国語授業のあれこれ

アクティブ・ラーニングや教材研究のための書庫です

長期的な問題解決の視点から、価値を創造する

最近おぼえた言葉です。

 

問題解決が大流行りですが、実は、問題解決にも二つの視点があって、

 短期的問題解決思考 目の前の問題を何とかする。

 悪く言えば、対処療法

 

 長期的な問題解決思考 未来を考えて今を考える

 悪く言えば理想論

 

で、ALとか創造思考とか、たぶん論理思考も、長期的な問題解決の発想であることを確認した方が良い・・・ってことです。

 

すぐに結果を求める、定期考査だけ勉強する、必要か無駄かだけを価値の判断とする・・・受験の有無で判断する、価値観が同じか異なるかで人を見分ける・・・

 

こういうものが、いわゆる「短期的問題解決」なんですね。もちろん、そこには「快の法則」「合理性」は存在します。でも、多様性や協働性は・・・薄いかもですね。

 

一方で長期的に価値を創造してゆく発想では、無駄なものはなくなっていきます。むしろ、価値観の異なる発想が刺激となり、多様な発想を身に付けて、協働性が高まる・・・そんな気がします。

 

うまくいったクラス経営って、長期的な価値創造だったなと、振り返って思います。

そのかわり、周囲の先生からは改善点や文句など、たくさんのクレームをいただきましたが、まぁ、それに耐えた価値はあったかな(笑)

 

中高一貫校の校長先生が「中学生が面白い」っておっしゃるのは、きっと、まだ白紙に近い中学生に、長期的な価値創造の可能性を見るから・・・なのかもしれません。

 

そう考えると・・・短期的な問題解決発想では、合理性と論理性とを混同しているかもしれません。そこに、クリティカルな切り口があってもいいですよね。

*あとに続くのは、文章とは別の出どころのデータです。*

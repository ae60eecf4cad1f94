//! Configuration schema for Keel
//!
//! Configuration is stored at `~/.config/keel/config.toml`

use serde::{Deserialize, Serialize};
use std::path::PathBuf;

/// Root configuration structure
#[derive(Debug, Clone, Default, Serialize, Deserialize)]
#[serde(default)]
pub struct Config {
    /// General settings
    pub general: GeneralConfig,

    /// Git source cache settings
    pub cache: CacheConfig,

    /// Deployment run settings
    pub deploy: DeployConfig,

    /// SSH transport settings
    pub ssh: SshConfig,
}

/// General application settings
#[derive(Debug, Clone, Serialize, Deserialize)]
#[serde(default)]
pub struct GeneralConfig {
    /// Log format: "text" or "json"
    pub log_format: String,

    /// Enable audit logging of deploy runs
    pub audit_log: bool,
}

impl Default for GeneralConfig {
    fn default() -> Self {
        Self {
            log_format: "text".to_string(),
            audit_log: true,
        }
    }
}

/// Git source cache configuration
#[derive(Debug, Clone, Default, Serialize, Deserialize)]
#[serde(default)]
pub struct CacheConfig {
    /// Cache root directory (defaults to `<cache_dir>/keel/git`)
    pub dir: Option<PathBuf>,

    /// Minimum seconds between fetches of the same repository.
    /// 0 always checks for updates.
    pub update_interval_secs: u64,

    /// Local overrides in the form `host:org/repo[:ref]=/local/path`
    pub overrides: Vec<String>,
}

/// How `-initial` / `-upgrade` hooks decide whether this is a first deploy
#[derive(Debug, Clone, Copy, Default, PartialEq, Eq, Serialize, Deserialize)]
#[serde(rename_all = "lowercase")]
pub enum InitialDetection {
    /// Initial when the hook's own resource does not exist yet
    #[default]
    Hook,
    /// Initial when none of the ordinary resources exist yet
    Deployment,
}

/// Deployment run configuration
#[derive(Debug, Clone, Serialize, Deserialize)]
#[serde(default)]
pub struct DeployConfig {
    /// Deadline for the whole run, including source resolution
    pub timeout_secs: u64,

    /// Concurrent applies within an ordinary wave
    pub workers: usize,

    /// Stop an ordinary wave at its first failure
    pub fail_fast: bool,

    /// Kubernetes context to deploy to (current context when unset)
    pub context: Option<String>,

    /// Existence scope for `-initial` / `-upgrade` hook tags
    pub initial_detection: InitialDetection,
}

impl Default for DeployConfig {
    fn default() -> Self {
        Self {
            timeout_secs: 600,
            workers: 8,
            fail_fast: false,
            context: None,
            initial_detection: InitialDetection::Hook,
        }
    }
}

/// SSH transport configuration
#[derive(Debug, Clone, Default, Serialize, Deserialize)]
#[serde(default)]
pub struct SshConfig {
    /// Directory holding ControlMaster sockets
    pub control_dir: Option<PathBuf>,

    /// Per-host credentials
    pub hosts: Vec<SshHostConfig>,
}

/// Credentials for a single SSH host
#[derive(Debug, Clone, Default, Serialize, Deserialize)]
#[serde(default)]
pub struct SshHostConfig {
    /// Host name as it appears in git URLs
    pub host: String,

    /// Login user (defaults to the URL user, then ssh's default)
    pub user: Option<String>,

    /// Port override
    pub port: Option<u16>,

    /// Private key to authenticate with
    pub identity_file: Option<PathBuf>,
}

#[cfg(test)]
mod tests {
    use super::*;

    #[test]
    fn defaults() {
        let config = Config::default();
        assert_eq!(config.deploy.timeout_secs, 600);
        assert_eq!(config.deploy.workers, 8);
        assert_eq!(config.cache.update_interval_secs, 0);
        assert_eq!(config.deploy.initial_detection, InitialDetection::Hook);
        assert!(config.general.audit_log);
    }

    #[test]
    fn parse_partial_toml() {
        let config: Config = toml::from_str(
            r#"
            [cache]
            update_interval_secs = 300
            overrides = ["github.com:org/repo=/tmp/repo"]

            [deploy]
            initial_detection = "deployment"

            [[ssh.hosts]]
            host = "git.example.com"
            user = "deploy"
            "#,
        )
        .unwrap();

        assert_eq!(config.cache.update_interval_secs, 300);
        assert_eq!(config.cache.overrides.len(), 1);
        assert_eq!(
            config.deploy.initial_detection,
            InitialDetection::Deployment
        );
        assert_eq!(config.deploy.workers, 8);
        assert_eq!(config.ssh.hosts[0].user.as_deref(), Some("deploy"));
    }
}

道徳と倫理とも、混同があるかもしれません。そこにクリティカルな発想を求めるものいいかもしれません。

 

自分の中にも短期的問題解決を良しとする部分があって、これはこれで必要なのですが、しばらくは封印しておこうと思います。

一生涯の幸福を考える・・・未来を創造する・・・みんなが幸福になる・・・そういう、俯瞰的視野とは、長期的な価値創造・・・これが、大事・・・なんですね。

そういう目線で、これはこれでTOKの発想でもあると思うので、入試過去問を見直してみようと思います。また、授業でもなげかけていこうと思います。